Description of the task » From the first line of the entries below, reproduce everything exactly through the line with "use crate::error::StorageError;", and nothing more.

Material for this task »
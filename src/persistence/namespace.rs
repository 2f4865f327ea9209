//! Typed view over the durable key space.
//!
//! Every key the crate writes belongs to exactly one [`Namespace`]. Call sites
//! ask the [`Repository`] for entries of a namespace and receive the owner id
//! already parsed; nothing outside this module looks at key prefixes.

use std::sync::Arc;

use chrono::{DateTime, Utc};
use serde::Serialize;

use super::snapshot::decode_candidate;
use crate::db::KeyValueStore;
use crate::error::StorageError;
use crate::log_warn;

const ENABLE_LOGS: bool = true;

pub const PRIMARY_KEY: &str = "persist:candidates";
pub const AUTOSAVE_KEY: &str = "autosave:draft";

#[derive(Debug, Clone, Copy, PartialEq, Eq, Hash, Serialize)]
#[serde(rename_all = "snake_case")]
pub enum Namespace {
    Primary,
    Backup,
    Emergency,
    Autosave,
}

impl Namespace {
    pub const ALL: [Namespace; 4] = [
        Namespace::Primary,
        Namespace::Backup,
        Namespace::Emergency,
        Namespace::Autosave,
    ];

    pub fn as_str(&self) -> &'static str {
        match self {
            Namespace::Primary => "primary",
            Namespace::Backup => "backup",
            Namespace::Emergency => "emergency",
            Namespace::Autosave => "autosave",
        }
    }

    /// Prefixes of per-candidate keys, current scheme first.
    fn owner_prefixes(&self) -> &'static [&'static str] {
        match self {
            Namespace::Backup => &["backup:", "interview-backup-"],
            Namespace::Emergency => &["emergency:", "completed-interview-"],
            Namespace::Primary | Namespace::Autosave => &[],
        }
    }

    fn singleton_key(&self) -> Option<&'static str> {
        match self {
            Namespace::Primary => Some(PRIMARY_KEY),
            Namespace::Autosave => Some(AUTOSAVE_KEY),
            Namespace::Backup | Namespace::Emergency => None,
        }
    }

    /// Key written for `owner_id` in a per-candidate namespace.
    pub fn key_for(&self, owner_id: &str) -> Option<String> {
        self.owner_prefixes()
            .first()
            .map(|prefix| format!("{prefix}{owner_id}"))
    }

    /// Classifies a raw key, returning its namespace and owner id.
    pub fn classify(key: &str) -> Option<(Namespace, Option<String>)> {
        for namespace in Namespace::ALL {
            if namespace.singleton_key() == Some(key) {
                return Some((namespace, None));
            }
            for prefix in namespace.owner_prefixes() {
                if let Some(owner) = key.strip_prefix(prefix).filter(|o| !o.is_empty()) {
                    return Some((namespace, Some(owner.to_string())));
                }
            }
        }
        None
    }
}

#[derive(Debug, Clone, PartialEq, Eq)]
pub struct Entry {
    pub key: String,
    pub namespace: Namespace,
    pub owner_id: Option<String>,
    pub bytes: Vec<u8>,
}

/// Namespace-aware access to a [`KeyValueStore`].
#[derive(Clone)]
pub struct Repository {
    store: Arc<dyn KeyValueStore>,
}

impl Repository {
    pub fn new(store: Arc<dyn KeyValueStore>) -> Self {
        Self { store }
    }

    pub fn store(&self) -> &Arc<dyn KeyValueStore> {
        &self.store
    }

    pub fn read_primary(&self) -> Result<Option<Vec<u8>>, StorageError> {
        self.store.get(PRIMARY_KEY)
    }

    pub fn write_primary(&self, bytes: &[u8]) -> Result<(), StorageError> {
        self.store.set(PRIMARY_KEY, bytes)
    }

    pub fn write_owned(
        &self,
        namespace: Namespace,
        owner_id: &str,
        bytes: &[u8],
    ) -> Result<(), StorageError> {
        let key = namespace.key_for(owner_id).ok_or_else(|| {
            StorageError::Backend(format!("{} has no per-candidate keys", namespace.as_str()))
        })?;
        self.store.set(&key, bytes)
    }

    pub fn read_autosave(&self) -> Result<Option<Vec<u8>>, StorageError> {
        self.store.get(AUTOSAVE_KEY)
    }

    pub fn write_autosave(&self, bytes: &[u8]) -> Result<(), StorageError> {
        self.store.set(AUTOSAVE_KEY, bytes)
    }

    pub fn clear_autosave(&self) -> Result<(), StorageError> {
        self.store.delete(AUTOSAVE_KEY)
    }

    /// Every entry of `namespace`, legacy-format keys included, in key order.
    /// Keys that vanish between listing and reading are skipped.
    pub fn list_by_namespace(&self, namespace: Namespace) -> Result<Vec<Entry>, StorageError> {
        let mut prefixes: Vec<&str> = namespace.owner_prefixes().to_vec();
        if let Some(key) = namespace.singleton_key() {
            prefixes.push(key);
        }

        let mut entries = Vec::new();
        for prefix in prefixes {
            for key in self.store.list_keys(prefix)? {
                let Some((found, owner_id)) = Namespace::classify(&key) else {
                    continue;
                };
                if found != namespace {
                    continue;
                }
                if let Some(bytes) = self.store.get(&key)? {
                    entries.push(Entry {
                        key,
                        namespace,
                        owner_id,
                        bytes,
                    });
                }
            }
        }
        entries.sort_by(|a, b| a.key.cmp(&b.key));
        Ok(entries)
    }

    /// Every stored key, grouped: keys of known namespaces and keys nothing
    /// in this crate wrote.
    pub fn partition_keys(&self) -> Result<(Vec<(Namespace, String)>, Vec<String>), StorageError> {
        let mut known = Vec::new();
        let mut unknown = Vec::new();
        for key in self.store.list_keys("")? {
            match Namespace::classify(&key) {
                Some((namespace, _)) => known.push((namespace, key)),
                None => unknown.push(key),
            }
        }
        Ok((known, unknown))
    }

    /// Removes every durable copy owned by `owner_id` in the backup and
    /// emergency namespaces, legacy keys included. Attempts every key and
    /// returns the first failure.
    pub fn purge_candidate(&self, owner_id: &str) -> Result<usize, StorageError> {
        let mut removed = 0;
        let mut first_err = None;
        for namespace in [Namespace::Backup, Namespace::Emergency] {
            for prefix in namespace.owner_prefixes() {
                let key = format!("{prefix}{owner_id}");
                match self.store.delete(&key) {
                    Ok(()) => removed += 1,
                    Err(err) => {
                        first_err.get_or_insert(err);
                    }
                }
            }
        }
        match first_err {
            Some(err) => Err(err),
            None => Ok(removed),
        }
    }

    /// Deletes every key of a known namespace. Keys this crate never wrote
    /// are left alone.
    pub fn clear_all(&self) -> Result<usize, StorageError> {
        let (known, _) = self.partition_keys()?;
        for (_, key) in &known {
            self.store.delete(key)?;
        }
        Ok(known.len())
    }

    /// Deletes backup entries saved before `cutoff`. Emergency copies and
    /// backups that do not decode are kept.
    pub fn prune_backups(&self, cutoff: DateTime<Utc>) -> Result<Vec<String>, StorageError> {
        let mut removed = Vec::new();
        for entry in self.list_by_namespace(Namespace::Backup)? {
            match decode_candidate(&entry.bytes) {
                Ok(snapshot) if snapshot.saved_at < cutoff => {
                    self.store.delete(&entry.key)?;
                    removed.push(entry.key);
                }
                Ok(_) => {}
                Err(err) => {
                    log_warn!("keeping undecodable backup {}: {err}", entry.key);
                }
            }
        }
        Ok(removed)
    }
}

#[cfg(test)]
mod tests {
    use super::*;
    use crate::db::MemoryStore;
    use crate::models::{Candidate, CandidateFields};
    use crate::persistence::snapshot::encode_candidate;
    use chrono::{Duration, TimeZone};

    fn repo() -> (Arc<MemoryStore>, Repository) {
        let store = Arc::new(MemoryStore::new());
        (store.clone(), Repository::new(store))
    }

    #[test]
    fn classify_recognises_current_and_legacy_keys() {
        assert_eq!(
            Namespace::classify("backup:c1"),
            Some((Namespace::Backup, Some("c1".into())))
        );
        assert_eq!(
            Namespace::classify("interview-backup-c1"),
            Some((Namespace::Backup, Some("c1".into())))
        );
        assert_eq!(
            Namespace::classify("completed-interview-c2"),
            Some((Namespace::Emergency, Some("c2".into())))
        );
        assert_eq!(Namespace::classify(PRIMARY_KEY), Some((Namespace::Primary, None)));
        assert_eq!(Namespace::classify("backup:"), None);
        assert_eq!(Namespace::classify("theme"), None);
    }

    #[test]
    fn list_by_namespace_returns_typed_entries() {
        let (store, repo) = repo();
        store.set("backup:b", b"2").unwrap();
        store.set("interview-backup-a", b"1").unwrap();
        store.set("emergency:a", b"3").unwrap();

        let backups = repo.list_by_namespace(Namespace::Backup).unwrap();
        let owners: Vec<_> = backups.iter().map(|e| e.owner_id.as_deref()).collect();
        assert_eq!(owners, vec![Some("b"), Some("a")]);
        assert!(backups.iter().all(|e| e.namespace == Namespace::Backup));
    }

    #[test]
    fn purge_removes_every_scheme() {
        let (store, repo) = repo();
        for key in ["backup:x", "interview-backup-x", "emergency:x", "completed-interview-x", "backup:y"] {
            store.set(key, b"{}").unwrap();
        }
        repo.purge_candidate("x").unwrap();
        assert_eq!(store.list_keys("").unwrap(), vec!["backup:y"]);
    }

    #[test]
    fn clear_all_keeps_foreign_keys() {
        let (store, repo) = repo();
        for key in [PRIMARY_KEY, AUTOSAVE_KEY, "backup:x", "completed-interview-y", "theme"] {
            store.set(key, b"{}").unwrap();
        }
        assert_eq!(repo.clear_all().unwrap(), 4);
        assert_eq!(store.list_keys("").unwrap(), vec!["theme"]);
    }

    #[test]
    fn prune_drops_only_stale_backups() {
        let (store, repo) = repo();
        let t0 = Utc.with_ymd_and_hms(2024, 5, 1, 12, 0, 0).unwrap();
        let candidate = Candidate::new("old".into(), CandidateFields::new("Old", "", ""), t0);
        let stale = encode_candidate(&candidate, t0).unwrap();
        let fresh = encode_candidate(&candidate, t0 + Duration::days(10)).unwrap();

        repo.write_owned(Namespace::Backup, "old", &stale).unwrap();
        store.set("interview-backup-new", &fresh).unwrap();
        repo.write_owned(Namespace::Emergency, "old", &stale).unwrap();
        store.set("backup:junk", b"not json").unwrap();

        let removed = repo.prune_backups(t0 + Duration::days(3)).unwrap();
        assert_eq!(removed, vec!["backup:old".to_string()]);
        assert_eq!(
            store.list_keys("").unwrap(),
            vec!["backup:junk", "emergency:old", "interview-backup-new"]
        );
    }
}
use std::fmt;

use serde::Serialize;

/// One of the four sequential steps of the generation pipeline.
#[derive(Debug, Clone, Copy, PartialEq, Eq, Serialize)]
#[serde(rename_all = "snake_case")]
pub enum Stage {
    Synthesis,
    Materialization,
    Build,
    Render,
}

impl Stage {
    pub fn label(&self) -> &'static str {
        match self {
            Stage::Synthesis => "synthesis",
            Stage::Materialization => "materialization",
            Stage::Build => "build",
            Stage::Render => "render",
        }
    }
}

impl fmt::Display for Stage {
    fn fmt(&self, f: &mut fmt::Formatter<'_>) -> fmt::Result {
        f.write_str(self.label())
    }
}

pub type PipelineResult<T> = Result<T, PipelineError>;

/// Per-stage failure surfaced to the caller. Exactly one of these is
/// produced per failed run; the underlying cause chain is preserved.
#[derive(thiserror::Error, Debug)]
pub enum PipelineError {
    #[error("prompt must not be empty")]
    EmptyPrompt,

    #[error("code generation failed: {0}")]
    Generation(#[source] anyhow::Error),

    #[error("scratch module could not be written: {0}")]
    Materialization(#[source] anyhow::Error),

    #[error("generated module failed to build: {0}")]
    Build(#[source] anyhow::Error),

    #[error("render engine failed: {0}")]
    Render(#[source] anyhow::Error),
}

impl PipelineError {
    /// The stage that produced the failure, if the run got that far.
    /// `EmptyPrompt` is rejected at the boundary before any stage runs.
    pub fn stage(&self) -> Option<Stage> {
        match self {
            PipelineError::EmptyPrompt => None,
            PipelineError::Generation(_) => Some(Stage::Synthesis),
            PipelineError::Materialization(_) => Some(Stage::Materialization),
            PipelineError::Build(_) => Some(Stage::Build),
            PipelineError::Render(_) => Some(Stage::Render),
        }
    }
}

/// Machine-readable failure envelope for the external caller.
#[derive(Debug, Serialize)]
pub struct ErrorReport {
    pub stage: &'static str,
    pub summary: String,
    #[serde(skip_serializing_if = "Vec::is_empty")]
    pub causes: Vec<String>,
}

pub fn build_error_report(error: &PipelineError) -> ErrorReport {
    let stage = error.stage().map(|stage| stage.label()).unwrap_or("request");
    let mut causes = Vec::new();
    let mut source = std::error::Error::source(error);
    while let Some(cause) = source {
        causes.push(cause.to_string());
        source = cause.source();
    }
    ErrorReport {
        stage,
        summary: error.to_string(),
        causes,
    }
}

#[cfg(test)]
mod tests {
    use super::*;
    use anyhow::anyhow;

    #[test]
    fn stage_labels_are_stable() {
        assert_eq!(Stage::Synthesis.label(), "synthesis");
        assert_eq!(Stage::Materialization.label(), "materialization");
        assert_eq!(Stage::Build.label(), "build");
        assert_eq!(Stage::Render.label(), "render");
    }

    #[test]
    fn report_carries_stage_and_cause_chain() {
        let inner = anyhow!("npx was not found on PATH").context("bundling failed");
        let error = PipelineError::Build(inner);
        let report = build_error_report(&error);
        assert_eq!(report.stage, "build");
        assert!(report.summary.contains("failed to build"));
        assert!(report
            .causes
            .iter()
            .any(|cause| cause.contains("npx was not found")));
    }

    #[test]
    fn empty_prompt_has_no_stage() {
        let report = build_error_report(&PipelineError::EmptyPrompt);
        assert_eq!(report.stage, "request");
        assert!(report.causes.is_empty());
    }

    #[test]
    fn report_serializes_snake_case_stage() {
        let error = PipelineError::Render(anyhow!("ffmpeg exited with status 1"));
        let json = serde_json::to_value(build_error_report(&error)).expect("report serializes");
        assert_eq!(json["stage"], "render");
    }
}
use std::sync::atomic::{AtomicU64, Ordering};

use chrono::Utc;

static ARTIFACT_COUNTER: AtomicU64 = AtomicU64::new(0);

/// Collision-resistant id for scratch and output artifacts: epoch
/// milliseconds plus a process-wide monotonic counter. Two artifacts
/// created within the same millisecond still get distinct names.
pub fn unique_artifact_id() -> String {
    let millis = Utc::now().timestamp_millis();
    let sequence = ARTIFACT_COUNTER.fetch_add(1, Ordering::Relaxed);
    format!("{millis}-{sequence:04}")
}
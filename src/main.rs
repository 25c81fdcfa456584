use std::env;
use std::path::PathBuf;
use std::time::{Duration, Instant};

use anyhow::{Context, Result};
use clap::{Parser, Subcommand};
use reqwest::Client;
use tracing_subscriber::EnvFilter;

use reelgen::config::PipelineConfig;
use reelgen::engine::RemotionCli;
use reelgen::error::build_error_report;
use reelgen::pipeline::PipelineOrchestrator;
use reelgen::synthesis::{GeminiClient, InstructionStyle};

fn version_string() -> String {
    match option_env!("REELGEN_GIT_HASH") {
        Some(hash) if !hash.is_empty() => format!("{} ({hash})", env!("CARGO_PKG_VERSION")),
        _ => env!("CARGO_PKG_VERSION").to_owned(),
    }
}

#[derive(Debug, Parser)]
#[command(name = "reelgen")]
#[command(about = "Prompt-to-video generation pipeline")]
#[command(version = version_string())]
struct Cli {
    #[command(subcommand)]
    command: Commands,
}

#[derive(Debug, Subcommand)]
enum Commands {
    /// Generate a video from a free-text prompt.
    Generate {
        prompt: String,
        #[arg(long = "config")]
        config: Option<PathBuf>,
        #[arg(long = "model")]
        model: Option<String>,
        #[arg(long = "style", value_enum, default_value_t)]
        style: InstructionStyle,
        #[arg(long = "output-dir")]
        output_dir: Option<PathBuf>,
        #[arg(long = "base-url")]
        base_url: Option<String>,
        #[arg(long = "engine-command", default_value = "npx")]
        engine_command: String,
        /// Emit the outcome as JSON on stdout.
        #[arg(long = "json", default_value_t = false)]
        json: bool,
    },
    /// Verify the external render engine is reachable.
    CheckEngine {
        #[arg(long = "engine-command", default_value = "npx")]
        engine_command: String,
    },
}

#[tokio::main]
async fn main() -> Result<()> {
    tracing_subscriber::fmt()
        .with_env_filter(EnvFilter::try_from_default_env().unwrap_or_else(|_| "info".into()))
        .with_writer(std::io::stderr)
        .init();

    let cli = Cli::parse();
    match cli.command {
        Commands::Generate {
            prompt,
            config,
            model,
            style,
            output_dir,
            base_url,
            engine_command,
            json,
        } => {
            run_generate(
                &prompt,
                config.as_deref(),
                model,
                style,
                output_dir,
                base_url,
                &engine_command,
                json,
            )
            .await
        }
        Commands::CheckEngine { engine_command } => run_check_engine(&engine_command),
    }
}

async fn run_generate(
    prompt: &str,
    config_path: Option<&std::path::Path>,
    model: Option<String>,
    style: InstructionStyle,
    output_dir: Option<PathBuf>,
    base_url: Option<String>,
    engine_command: &str,
    json: bool,
) -> Result<()> {
    let mut config = PipelineConfig::load(config_path)?;
    if let Some(model) = model {
        config.model = model;
    }
    if let Some(output_dir) = output_dir {
        config.output_dir = output_dir;
    }
    if let Some(base_url) = base_url {
        config.base_url = base_url;
    }
    config.validate()?;

    let api_key = env::var("GEMINI_API_KEY")
        .context("GEMINI_API_KEY is required to call the generation API")?;
    let http = Client::builder()
        .timeout(Duration::from_secs(120))
        .build()
        .context("failed to create HTTP client")?;
    let generator = GeminiClient::new(http, api_key, config.model.clone());
    let engine = RemotionCli::new(
        engine_command,
        config.scratch_dir.clone(),
        Duration::from_secs(config.render_timeout_seconds),
    );

    let orchestrator = PipelineOrchestrator::new(&config, generator, engine, style);
    let started = Instant::now();

    match orchestrator.run(prompt).await {
        Ok(outcome) => {
            if json {
                println!(
                    "{}",
                    serde_json::to_string_pretty(&outcome).context("failed to encode outcome")?
                );
            } else {
                println!("Video: {}", outcome.video_path.display());
                println!("URL:   {}", outcome.video_url);
            }
            eprintln!("Generated in {} ms", started.elapsed().as_millis());
            Ok(())
        }
        Err(error) => {
            let report = build_error_report(&error);
            eprintln!(
                "{}",
                serde_json::to_string_pretty(&report).context("failed to encode error report")?
            );
            std::process::exit(1);
        }
    }
}

fn run_check_engine(engine_command: &str) -> Result<()> {
    let engine = RemotionCli::new(
        engine_command,
        PathBuf::from("temp"),
        Duration::from_secs(60),
    );
    let versions = engine.preflight()?;
    println!("Render engine reachable:\n{versions}");
    Ok(())
}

Output of the task »
filename src/persistence/namespace.rs
repository 2f4865f327ea9209
//! Typed view over the durable key space.
//!
//! Every key the crate writes belongs to exactly one [`Namespace`]. Call sites
//! ask the [`Repository`] for entries of a namespace and receive the owner id
//! already parsed; nothing outside this module looks at key prefixes.

use std::sync::Arc;

use chrono::{DateTime, Utc};
use serde::Serialize;

use super::snapshot::decode_candidate;
use crate::db::KeyValueStore;
use crate::error::StorageError;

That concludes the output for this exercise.